Exercise:
Out of the listing below, copy every line that carries the string "insert".

Data records:
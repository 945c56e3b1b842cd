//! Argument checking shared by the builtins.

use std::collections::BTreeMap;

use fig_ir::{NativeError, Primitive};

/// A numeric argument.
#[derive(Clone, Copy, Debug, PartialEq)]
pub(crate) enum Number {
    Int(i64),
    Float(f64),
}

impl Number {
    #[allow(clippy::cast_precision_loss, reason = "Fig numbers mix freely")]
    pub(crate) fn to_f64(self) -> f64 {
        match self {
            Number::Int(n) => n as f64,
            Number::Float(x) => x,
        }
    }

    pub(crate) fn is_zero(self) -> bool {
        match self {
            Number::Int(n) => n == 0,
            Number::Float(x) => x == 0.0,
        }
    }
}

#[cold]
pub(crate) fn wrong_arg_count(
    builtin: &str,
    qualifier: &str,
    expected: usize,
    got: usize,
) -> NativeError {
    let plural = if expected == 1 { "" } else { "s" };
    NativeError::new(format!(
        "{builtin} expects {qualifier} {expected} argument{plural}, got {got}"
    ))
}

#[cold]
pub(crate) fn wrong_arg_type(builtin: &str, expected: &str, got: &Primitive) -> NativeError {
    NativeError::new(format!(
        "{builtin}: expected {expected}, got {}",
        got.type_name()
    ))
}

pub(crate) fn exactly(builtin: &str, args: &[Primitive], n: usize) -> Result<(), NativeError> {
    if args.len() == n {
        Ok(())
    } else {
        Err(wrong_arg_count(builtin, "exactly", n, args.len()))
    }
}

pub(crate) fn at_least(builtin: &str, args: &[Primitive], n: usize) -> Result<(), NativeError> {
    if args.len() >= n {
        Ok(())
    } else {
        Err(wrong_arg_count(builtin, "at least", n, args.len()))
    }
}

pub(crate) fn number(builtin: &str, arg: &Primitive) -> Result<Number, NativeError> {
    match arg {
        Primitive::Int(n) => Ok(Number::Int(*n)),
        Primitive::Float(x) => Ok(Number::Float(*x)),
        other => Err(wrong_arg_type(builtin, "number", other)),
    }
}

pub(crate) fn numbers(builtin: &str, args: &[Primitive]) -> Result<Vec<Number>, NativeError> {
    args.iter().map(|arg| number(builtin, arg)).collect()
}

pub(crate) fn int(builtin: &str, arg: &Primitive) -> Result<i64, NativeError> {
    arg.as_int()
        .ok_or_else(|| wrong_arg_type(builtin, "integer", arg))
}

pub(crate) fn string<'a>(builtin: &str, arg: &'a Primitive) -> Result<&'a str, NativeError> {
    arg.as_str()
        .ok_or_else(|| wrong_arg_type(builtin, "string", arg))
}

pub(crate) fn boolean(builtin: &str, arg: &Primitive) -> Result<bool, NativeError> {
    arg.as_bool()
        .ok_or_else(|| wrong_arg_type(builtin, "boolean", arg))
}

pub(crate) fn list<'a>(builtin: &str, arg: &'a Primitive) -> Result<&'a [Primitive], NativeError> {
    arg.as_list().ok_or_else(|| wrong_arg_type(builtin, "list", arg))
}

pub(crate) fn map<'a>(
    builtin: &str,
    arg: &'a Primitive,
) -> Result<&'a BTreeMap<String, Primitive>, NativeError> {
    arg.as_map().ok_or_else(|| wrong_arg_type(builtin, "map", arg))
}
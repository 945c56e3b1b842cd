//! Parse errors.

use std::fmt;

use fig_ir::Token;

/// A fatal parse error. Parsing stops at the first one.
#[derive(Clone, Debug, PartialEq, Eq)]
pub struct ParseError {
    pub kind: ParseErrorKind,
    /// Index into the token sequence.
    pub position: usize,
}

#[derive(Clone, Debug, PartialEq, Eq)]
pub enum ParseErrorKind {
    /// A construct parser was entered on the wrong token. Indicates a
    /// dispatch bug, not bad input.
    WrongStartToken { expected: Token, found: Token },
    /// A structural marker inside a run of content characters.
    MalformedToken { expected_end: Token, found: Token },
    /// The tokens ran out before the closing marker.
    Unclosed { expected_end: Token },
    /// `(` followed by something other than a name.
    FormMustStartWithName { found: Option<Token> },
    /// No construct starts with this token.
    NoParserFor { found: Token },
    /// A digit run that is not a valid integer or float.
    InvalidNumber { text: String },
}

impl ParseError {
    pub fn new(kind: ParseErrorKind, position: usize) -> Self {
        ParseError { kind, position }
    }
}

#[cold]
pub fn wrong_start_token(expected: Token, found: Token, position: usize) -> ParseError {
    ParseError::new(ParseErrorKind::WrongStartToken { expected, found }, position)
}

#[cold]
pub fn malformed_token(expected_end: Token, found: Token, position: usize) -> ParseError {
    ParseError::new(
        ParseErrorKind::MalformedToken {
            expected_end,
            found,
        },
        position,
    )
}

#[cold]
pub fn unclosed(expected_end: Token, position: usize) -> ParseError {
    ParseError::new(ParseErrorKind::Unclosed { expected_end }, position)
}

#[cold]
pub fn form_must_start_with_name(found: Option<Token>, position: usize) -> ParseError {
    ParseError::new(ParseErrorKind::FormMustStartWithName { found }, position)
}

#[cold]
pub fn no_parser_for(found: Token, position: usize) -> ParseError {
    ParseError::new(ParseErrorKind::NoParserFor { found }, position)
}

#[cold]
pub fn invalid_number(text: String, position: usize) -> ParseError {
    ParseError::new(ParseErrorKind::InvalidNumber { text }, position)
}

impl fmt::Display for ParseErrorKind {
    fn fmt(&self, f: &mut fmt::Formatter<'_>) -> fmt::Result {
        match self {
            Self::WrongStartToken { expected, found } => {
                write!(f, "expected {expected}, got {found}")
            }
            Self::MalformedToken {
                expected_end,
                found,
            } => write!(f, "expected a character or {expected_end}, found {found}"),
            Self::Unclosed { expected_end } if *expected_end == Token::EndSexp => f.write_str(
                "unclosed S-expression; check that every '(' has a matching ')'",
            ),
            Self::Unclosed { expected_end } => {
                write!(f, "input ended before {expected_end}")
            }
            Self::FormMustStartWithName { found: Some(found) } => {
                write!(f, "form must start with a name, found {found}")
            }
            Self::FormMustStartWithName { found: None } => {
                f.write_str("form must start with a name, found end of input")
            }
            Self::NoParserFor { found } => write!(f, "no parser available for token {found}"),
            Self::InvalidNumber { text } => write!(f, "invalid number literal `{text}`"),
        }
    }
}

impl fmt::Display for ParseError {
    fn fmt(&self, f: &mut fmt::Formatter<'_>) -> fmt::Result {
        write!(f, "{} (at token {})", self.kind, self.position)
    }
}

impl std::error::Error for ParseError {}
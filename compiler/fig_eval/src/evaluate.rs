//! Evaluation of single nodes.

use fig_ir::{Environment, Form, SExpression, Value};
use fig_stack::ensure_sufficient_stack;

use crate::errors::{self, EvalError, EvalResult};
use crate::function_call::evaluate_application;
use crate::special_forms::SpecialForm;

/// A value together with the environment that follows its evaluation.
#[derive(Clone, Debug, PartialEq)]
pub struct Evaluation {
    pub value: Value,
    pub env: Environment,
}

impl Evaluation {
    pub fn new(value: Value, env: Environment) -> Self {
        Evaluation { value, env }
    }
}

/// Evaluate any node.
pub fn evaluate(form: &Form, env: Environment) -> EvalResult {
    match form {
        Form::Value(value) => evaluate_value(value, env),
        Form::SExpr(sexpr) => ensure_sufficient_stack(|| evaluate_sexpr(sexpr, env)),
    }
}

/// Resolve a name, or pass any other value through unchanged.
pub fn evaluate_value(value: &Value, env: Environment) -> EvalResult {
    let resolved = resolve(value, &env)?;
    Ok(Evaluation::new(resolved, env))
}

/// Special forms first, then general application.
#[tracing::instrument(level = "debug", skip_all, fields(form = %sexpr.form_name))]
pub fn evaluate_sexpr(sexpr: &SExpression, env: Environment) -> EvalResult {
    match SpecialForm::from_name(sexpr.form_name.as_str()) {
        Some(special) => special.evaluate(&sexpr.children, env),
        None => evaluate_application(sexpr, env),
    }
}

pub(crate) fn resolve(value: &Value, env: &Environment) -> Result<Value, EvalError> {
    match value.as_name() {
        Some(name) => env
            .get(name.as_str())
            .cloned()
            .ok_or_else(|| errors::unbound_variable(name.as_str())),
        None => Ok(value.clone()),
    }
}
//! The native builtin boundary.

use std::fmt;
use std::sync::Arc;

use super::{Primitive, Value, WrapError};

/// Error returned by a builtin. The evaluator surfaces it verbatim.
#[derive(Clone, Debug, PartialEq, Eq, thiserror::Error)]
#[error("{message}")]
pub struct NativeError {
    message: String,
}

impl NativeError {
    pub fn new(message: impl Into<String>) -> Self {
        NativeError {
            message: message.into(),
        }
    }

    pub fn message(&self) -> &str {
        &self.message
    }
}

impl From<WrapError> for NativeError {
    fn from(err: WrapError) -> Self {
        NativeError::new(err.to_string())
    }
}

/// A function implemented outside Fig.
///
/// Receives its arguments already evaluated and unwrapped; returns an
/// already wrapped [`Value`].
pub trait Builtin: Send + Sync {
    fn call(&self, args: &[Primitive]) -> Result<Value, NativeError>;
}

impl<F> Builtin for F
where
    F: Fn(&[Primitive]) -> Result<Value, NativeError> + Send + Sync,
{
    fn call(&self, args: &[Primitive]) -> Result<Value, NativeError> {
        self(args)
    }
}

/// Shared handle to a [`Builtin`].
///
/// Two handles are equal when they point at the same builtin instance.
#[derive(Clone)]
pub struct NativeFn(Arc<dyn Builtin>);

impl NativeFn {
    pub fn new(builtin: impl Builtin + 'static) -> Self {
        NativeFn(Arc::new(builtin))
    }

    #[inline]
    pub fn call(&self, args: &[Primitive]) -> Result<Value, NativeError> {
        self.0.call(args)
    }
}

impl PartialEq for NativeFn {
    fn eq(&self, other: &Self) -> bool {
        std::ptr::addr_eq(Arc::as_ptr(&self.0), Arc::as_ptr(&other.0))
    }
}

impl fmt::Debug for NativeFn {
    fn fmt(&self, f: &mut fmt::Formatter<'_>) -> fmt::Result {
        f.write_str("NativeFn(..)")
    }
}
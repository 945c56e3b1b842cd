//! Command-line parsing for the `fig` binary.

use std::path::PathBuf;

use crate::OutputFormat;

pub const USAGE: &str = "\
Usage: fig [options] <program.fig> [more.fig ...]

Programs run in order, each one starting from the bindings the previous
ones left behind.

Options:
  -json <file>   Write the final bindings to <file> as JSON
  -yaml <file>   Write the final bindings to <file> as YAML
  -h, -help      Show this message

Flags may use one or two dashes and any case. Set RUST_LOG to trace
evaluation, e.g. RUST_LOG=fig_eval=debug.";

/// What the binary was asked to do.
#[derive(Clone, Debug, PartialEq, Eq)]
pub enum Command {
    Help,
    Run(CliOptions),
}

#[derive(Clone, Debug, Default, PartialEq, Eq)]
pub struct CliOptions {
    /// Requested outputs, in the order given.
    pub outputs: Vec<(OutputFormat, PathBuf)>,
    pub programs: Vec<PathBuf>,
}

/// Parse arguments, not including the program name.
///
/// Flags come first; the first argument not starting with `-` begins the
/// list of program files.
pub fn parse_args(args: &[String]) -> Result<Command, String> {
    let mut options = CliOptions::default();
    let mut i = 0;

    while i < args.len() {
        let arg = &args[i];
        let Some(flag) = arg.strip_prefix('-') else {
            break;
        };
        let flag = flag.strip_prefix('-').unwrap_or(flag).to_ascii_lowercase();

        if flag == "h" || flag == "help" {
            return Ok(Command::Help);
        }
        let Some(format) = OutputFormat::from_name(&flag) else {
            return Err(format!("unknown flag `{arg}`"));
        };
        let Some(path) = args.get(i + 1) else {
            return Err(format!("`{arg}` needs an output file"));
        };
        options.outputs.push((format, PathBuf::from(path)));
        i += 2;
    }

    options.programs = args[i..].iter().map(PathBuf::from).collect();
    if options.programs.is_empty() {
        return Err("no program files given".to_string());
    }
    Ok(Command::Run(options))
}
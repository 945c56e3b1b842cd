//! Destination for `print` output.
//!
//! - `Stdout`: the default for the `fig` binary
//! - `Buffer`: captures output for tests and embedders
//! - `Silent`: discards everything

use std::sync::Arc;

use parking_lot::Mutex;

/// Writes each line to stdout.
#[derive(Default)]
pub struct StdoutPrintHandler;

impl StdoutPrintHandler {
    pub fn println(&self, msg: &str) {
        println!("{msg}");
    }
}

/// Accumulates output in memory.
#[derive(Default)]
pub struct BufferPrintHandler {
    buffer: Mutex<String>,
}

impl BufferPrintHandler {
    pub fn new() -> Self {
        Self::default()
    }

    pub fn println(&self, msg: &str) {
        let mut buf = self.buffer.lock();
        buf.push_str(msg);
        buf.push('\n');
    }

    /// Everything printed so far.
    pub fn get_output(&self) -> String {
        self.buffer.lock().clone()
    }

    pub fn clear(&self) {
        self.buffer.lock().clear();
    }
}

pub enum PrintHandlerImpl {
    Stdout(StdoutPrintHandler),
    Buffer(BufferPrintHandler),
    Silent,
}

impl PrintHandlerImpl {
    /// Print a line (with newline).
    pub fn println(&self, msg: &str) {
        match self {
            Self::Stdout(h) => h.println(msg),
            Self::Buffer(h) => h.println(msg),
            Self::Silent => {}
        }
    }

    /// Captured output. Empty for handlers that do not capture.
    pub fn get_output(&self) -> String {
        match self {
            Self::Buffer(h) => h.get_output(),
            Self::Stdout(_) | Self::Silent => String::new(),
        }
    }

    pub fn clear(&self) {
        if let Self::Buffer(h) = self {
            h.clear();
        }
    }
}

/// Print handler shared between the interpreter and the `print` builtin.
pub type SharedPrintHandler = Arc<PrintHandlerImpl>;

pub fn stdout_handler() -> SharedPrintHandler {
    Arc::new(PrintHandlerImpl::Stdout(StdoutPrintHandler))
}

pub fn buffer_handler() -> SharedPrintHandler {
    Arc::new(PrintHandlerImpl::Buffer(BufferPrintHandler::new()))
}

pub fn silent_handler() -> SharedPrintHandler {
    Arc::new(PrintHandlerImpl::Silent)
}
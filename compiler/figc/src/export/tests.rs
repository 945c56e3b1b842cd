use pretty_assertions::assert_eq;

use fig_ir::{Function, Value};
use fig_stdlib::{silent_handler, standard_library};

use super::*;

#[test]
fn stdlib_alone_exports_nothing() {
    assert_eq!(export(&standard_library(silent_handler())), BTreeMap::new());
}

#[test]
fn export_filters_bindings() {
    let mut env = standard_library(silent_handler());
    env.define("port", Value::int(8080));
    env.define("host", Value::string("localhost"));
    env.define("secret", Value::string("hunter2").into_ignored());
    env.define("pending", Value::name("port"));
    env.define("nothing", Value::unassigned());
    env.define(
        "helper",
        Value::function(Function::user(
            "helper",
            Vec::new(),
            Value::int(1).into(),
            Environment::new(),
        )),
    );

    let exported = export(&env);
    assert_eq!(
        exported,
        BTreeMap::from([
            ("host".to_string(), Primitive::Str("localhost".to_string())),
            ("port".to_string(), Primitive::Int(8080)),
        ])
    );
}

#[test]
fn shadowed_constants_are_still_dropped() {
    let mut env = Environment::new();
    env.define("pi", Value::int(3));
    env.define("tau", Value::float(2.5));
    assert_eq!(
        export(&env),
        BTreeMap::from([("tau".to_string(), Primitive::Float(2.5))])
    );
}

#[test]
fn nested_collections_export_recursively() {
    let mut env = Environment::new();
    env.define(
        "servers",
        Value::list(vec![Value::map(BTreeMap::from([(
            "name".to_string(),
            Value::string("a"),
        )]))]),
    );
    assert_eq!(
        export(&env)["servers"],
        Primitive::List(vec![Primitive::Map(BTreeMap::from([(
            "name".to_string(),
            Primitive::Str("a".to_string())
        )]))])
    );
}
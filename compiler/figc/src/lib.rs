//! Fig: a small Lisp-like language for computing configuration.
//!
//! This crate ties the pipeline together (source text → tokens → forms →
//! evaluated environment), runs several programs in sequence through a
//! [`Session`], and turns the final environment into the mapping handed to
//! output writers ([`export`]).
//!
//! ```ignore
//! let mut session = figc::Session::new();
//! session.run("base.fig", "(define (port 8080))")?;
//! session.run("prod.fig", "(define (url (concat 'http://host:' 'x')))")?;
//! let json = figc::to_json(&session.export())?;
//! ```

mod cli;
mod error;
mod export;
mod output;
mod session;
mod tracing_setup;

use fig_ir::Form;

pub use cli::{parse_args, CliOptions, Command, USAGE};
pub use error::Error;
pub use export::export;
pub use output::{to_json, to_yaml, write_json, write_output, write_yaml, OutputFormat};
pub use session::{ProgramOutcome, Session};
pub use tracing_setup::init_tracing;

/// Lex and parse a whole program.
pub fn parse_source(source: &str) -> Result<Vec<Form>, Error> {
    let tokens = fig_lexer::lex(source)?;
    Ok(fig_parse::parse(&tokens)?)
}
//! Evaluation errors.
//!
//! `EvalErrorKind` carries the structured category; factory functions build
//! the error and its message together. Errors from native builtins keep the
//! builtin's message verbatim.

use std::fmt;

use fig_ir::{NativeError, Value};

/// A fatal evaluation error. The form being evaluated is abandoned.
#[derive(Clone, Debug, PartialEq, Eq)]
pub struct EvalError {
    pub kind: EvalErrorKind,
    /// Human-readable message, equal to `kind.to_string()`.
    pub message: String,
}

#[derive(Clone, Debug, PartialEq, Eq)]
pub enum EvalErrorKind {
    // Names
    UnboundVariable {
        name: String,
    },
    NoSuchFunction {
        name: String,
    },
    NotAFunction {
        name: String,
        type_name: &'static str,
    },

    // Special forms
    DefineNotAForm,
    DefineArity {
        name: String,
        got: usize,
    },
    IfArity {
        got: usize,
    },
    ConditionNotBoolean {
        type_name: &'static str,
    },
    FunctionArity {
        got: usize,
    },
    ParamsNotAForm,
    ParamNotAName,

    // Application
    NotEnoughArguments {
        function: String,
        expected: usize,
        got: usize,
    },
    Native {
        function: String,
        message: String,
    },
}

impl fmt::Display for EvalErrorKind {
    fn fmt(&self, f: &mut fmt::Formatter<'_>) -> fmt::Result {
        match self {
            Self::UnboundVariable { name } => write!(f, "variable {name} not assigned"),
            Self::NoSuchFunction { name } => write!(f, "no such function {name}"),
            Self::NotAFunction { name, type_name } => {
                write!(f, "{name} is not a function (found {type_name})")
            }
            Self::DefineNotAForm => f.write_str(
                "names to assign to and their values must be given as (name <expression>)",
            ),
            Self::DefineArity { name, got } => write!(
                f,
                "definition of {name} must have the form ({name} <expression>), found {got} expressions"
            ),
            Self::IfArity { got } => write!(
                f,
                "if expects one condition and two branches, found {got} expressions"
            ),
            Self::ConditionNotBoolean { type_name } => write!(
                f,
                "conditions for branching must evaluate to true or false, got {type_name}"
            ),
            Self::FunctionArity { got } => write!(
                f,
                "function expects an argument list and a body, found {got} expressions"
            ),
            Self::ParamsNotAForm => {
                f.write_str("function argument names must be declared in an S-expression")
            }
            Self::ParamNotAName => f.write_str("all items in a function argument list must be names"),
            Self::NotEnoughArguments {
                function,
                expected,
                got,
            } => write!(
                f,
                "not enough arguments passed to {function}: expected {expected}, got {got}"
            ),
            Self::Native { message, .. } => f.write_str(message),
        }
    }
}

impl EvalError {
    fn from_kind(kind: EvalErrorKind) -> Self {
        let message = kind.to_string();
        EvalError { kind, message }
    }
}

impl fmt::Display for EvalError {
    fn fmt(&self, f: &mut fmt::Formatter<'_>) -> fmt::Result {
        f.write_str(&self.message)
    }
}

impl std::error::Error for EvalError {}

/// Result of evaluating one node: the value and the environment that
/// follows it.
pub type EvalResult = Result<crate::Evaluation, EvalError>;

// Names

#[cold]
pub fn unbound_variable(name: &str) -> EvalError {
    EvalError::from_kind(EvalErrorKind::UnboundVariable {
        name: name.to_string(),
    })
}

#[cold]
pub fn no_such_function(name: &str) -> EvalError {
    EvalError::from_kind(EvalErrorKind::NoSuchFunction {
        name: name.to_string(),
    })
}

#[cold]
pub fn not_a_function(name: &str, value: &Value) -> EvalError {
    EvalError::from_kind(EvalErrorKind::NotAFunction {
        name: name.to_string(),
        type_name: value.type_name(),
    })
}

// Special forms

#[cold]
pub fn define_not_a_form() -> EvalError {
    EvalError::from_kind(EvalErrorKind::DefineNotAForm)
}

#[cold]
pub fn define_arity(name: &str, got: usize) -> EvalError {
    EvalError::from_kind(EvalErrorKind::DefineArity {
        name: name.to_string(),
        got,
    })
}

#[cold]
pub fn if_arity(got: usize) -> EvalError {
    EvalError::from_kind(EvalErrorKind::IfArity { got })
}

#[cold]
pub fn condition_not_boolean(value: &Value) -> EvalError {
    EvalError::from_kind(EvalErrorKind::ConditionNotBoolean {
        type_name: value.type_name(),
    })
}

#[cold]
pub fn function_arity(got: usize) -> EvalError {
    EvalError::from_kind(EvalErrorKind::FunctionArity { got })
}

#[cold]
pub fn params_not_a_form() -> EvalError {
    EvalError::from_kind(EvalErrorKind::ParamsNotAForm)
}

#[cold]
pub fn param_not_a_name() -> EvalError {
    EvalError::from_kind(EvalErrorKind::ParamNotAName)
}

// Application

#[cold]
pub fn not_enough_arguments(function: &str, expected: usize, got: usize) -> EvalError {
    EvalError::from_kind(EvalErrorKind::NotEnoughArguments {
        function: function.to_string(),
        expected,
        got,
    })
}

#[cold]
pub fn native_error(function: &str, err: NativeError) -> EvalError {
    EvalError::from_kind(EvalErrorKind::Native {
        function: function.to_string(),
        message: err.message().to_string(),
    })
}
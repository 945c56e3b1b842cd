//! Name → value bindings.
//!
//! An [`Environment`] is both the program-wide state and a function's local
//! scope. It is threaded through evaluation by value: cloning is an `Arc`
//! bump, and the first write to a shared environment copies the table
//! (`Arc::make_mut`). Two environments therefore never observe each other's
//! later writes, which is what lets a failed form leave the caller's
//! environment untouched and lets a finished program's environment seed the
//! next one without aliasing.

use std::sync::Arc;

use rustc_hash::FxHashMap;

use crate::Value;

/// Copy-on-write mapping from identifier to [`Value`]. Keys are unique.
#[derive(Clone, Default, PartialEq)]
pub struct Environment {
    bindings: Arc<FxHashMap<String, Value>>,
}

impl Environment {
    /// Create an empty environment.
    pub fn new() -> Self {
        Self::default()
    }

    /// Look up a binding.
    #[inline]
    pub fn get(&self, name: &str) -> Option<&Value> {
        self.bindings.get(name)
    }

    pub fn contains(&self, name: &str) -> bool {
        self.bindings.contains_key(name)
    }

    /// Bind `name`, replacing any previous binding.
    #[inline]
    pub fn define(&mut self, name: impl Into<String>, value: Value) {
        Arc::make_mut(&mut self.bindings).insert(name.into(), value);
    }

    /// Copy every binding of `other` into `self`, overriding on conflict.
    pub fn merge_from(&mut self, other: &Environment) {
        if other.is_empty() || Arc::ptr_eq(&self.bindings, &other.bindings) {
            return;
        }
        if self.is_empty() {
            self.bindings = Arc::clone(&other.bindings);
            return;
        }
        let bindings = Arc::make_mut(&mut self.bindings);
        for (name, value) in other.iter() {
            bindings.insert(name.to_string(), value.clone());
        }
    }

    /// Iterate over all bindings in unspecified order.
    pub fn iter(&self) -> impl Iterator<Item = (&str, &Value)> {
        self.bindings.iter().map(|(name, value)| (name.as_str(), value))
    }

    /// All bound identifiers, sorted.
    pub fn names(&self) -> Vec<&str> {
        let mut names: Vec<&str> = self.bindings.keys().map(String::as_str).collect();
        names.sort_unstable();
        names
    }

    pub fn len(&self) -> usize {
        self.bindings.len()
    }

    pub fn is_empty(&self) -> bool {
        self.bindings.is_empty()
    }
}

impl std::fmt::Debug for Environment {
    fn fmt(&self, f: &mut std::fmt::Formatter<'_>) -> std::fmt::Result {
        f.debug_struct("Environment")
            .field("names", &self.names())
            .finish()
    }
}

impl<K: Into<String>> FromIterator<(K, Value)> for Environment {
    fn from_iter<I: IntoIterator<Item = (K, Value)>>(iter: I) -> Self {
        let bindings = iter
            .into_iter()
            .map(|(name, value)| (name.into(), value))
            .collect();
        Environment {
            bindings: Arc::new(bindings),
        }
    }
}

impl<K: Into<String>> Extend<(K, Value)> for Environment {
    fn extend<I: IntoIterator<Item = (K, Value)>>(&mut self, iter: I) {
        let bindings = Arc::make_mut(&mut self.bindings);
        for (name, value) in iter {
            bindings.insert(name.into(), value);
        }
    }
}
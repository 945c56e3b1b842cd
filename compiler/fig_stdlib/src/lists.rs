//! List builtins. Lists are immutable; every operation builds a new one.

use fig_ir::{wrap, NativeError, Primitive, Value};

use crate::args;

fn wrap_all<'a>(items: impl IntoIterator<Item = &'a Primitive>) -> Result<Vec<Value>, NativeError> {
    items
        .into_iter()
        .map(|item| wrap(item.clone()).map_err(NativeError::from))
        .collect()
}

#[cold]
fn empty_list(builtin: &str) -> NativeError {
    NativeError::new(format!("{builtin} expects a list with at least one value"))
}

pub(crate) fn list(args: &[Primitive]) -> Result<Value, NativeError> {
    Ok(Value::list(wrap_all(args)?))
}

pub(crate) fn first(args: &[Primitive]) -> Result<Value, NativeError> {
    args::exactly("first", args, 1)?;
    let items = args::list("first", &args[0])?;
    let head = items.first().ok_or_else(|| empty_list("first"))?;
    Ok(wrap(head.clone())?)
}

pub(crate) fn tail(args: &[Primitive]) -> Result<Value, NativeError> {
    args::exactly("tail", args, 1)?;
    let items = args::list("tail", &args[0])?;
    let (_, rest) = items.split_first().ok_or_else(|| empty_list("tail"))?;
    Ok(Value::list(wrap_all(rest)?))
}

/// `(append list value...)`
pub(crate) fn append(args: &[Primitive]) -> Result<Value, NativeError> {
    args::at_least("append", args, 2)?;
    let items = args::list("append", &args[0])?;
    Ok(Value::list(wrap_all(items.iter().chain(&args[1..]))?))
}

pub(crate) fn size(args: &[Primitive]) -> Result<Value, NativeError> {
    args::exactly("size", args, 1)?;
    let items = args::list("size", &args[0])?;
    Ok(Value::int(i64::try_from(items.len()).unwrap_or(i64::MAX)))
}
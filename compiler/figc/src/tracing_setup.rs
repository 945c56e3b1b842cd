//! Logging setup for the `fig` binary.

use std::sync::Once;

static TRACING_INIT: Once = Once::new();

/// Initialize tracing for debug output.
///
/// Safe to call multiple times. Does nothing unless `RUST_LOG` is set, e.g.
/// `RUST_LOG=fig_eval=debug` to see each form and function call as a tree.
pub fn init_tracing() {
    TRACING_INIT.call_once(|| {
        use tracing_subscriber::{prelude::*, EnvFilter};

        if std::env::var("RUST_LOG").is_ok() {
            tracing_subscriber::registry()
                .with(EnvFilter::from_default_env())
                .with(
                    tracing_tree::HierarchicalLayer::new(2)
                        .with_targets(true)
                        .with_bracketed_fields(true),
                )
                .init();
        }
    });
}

Task result:
        Arc::make_mut(&mut self.bindings).insert(name.into(), value);
            bindings.insert(name.to_string(), value.clone());
            bindings.insert(name.into(), value);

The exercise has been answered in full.